> _Data to examine_
┄┄┄┄┄┄┄┄┄┄┄┄┄┄┄┄┄┄┄┄
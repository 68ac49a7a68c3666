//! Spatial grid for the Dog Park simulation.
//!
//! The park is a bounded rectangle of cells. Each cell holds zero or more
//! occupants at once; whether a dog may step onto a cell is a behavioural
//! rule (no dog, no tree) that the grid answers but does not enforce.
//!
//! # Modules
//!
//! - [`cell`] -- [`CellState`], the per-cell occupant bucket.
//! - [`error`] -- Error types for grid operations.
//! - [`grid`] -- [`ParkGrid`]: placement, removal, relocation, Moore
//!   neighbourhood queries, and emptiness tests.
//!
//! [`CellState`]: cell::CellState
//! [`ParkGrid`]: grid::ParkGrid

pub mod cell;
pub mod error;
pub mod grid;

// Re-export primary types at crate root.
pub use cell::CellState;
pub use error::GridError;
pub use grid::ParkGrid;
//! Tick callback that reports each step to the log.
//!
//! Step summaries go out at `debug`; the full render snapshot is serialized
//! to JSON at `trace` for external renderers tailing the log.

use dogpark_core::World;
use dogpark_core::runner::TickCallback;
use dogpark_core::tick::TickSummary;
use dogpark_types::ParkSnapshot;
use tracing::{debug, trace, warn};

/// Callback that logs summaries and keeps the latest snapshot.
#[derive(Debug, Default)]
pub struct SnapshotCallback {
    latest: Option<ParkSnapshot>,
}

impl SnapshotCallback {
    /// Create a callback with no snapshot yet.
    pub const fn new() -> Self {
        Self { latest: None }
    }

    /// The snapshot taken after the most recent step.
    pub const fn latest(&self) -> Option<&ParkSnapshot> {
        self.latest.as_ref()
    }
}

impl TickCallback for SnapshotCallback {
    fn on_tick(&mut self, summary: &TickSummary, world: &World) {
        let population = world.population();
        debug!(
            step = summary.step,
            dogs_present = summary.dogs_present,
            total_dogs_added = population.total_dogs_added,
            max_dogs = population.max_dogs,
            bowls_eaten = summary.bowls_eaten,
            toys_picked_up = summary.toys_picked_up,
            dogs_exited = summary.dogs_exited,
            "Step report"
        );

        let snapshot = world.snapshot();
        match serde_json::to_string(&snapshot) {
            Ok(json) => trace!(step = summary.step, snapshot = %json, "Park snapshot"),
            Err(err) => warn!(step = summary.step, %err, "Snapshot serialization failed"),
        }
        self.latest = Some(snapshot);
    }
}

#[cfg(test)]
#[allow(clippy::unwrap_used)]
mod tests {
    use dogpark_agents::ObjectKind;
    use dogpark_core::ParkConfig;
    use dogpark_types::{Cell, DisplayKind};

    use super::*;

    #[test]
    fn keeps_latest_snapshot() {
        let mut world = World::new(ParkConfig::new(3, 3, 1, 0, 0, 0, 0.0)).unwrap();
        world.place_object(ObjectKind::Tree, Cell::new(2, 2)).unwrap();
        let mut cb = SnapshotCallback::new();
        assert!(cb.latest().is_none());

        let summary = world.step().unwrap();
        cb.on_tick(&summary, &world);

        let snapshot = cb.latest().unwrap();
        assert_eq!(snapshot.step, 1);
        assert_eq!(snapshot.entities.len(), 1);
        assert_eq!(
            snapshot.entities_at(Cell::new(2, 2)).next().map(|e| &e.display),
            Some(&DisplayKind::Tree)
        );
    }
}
┄┄┄┄┄┄┄┄┄┄┄┄┄┄┄┄┄┄┄┄
> _Exercise_
Retype exactly the span of lines from the one with "use dogpark_core::ParkConfig;" through the one with "let mut world"; include both ends and omit the rest of the material.

> _Solved problem_
    use dogpark_core::ParkConfig;
    use dogpark_types::{Cell, DisplayKind};

    use super::*;

    #[test]
    fn keeps_latest_snapshot() {
        let mut world = World::new(ParkConfig::new(3, 3, 1, 0, 0, 0, 0.0)).unwrap();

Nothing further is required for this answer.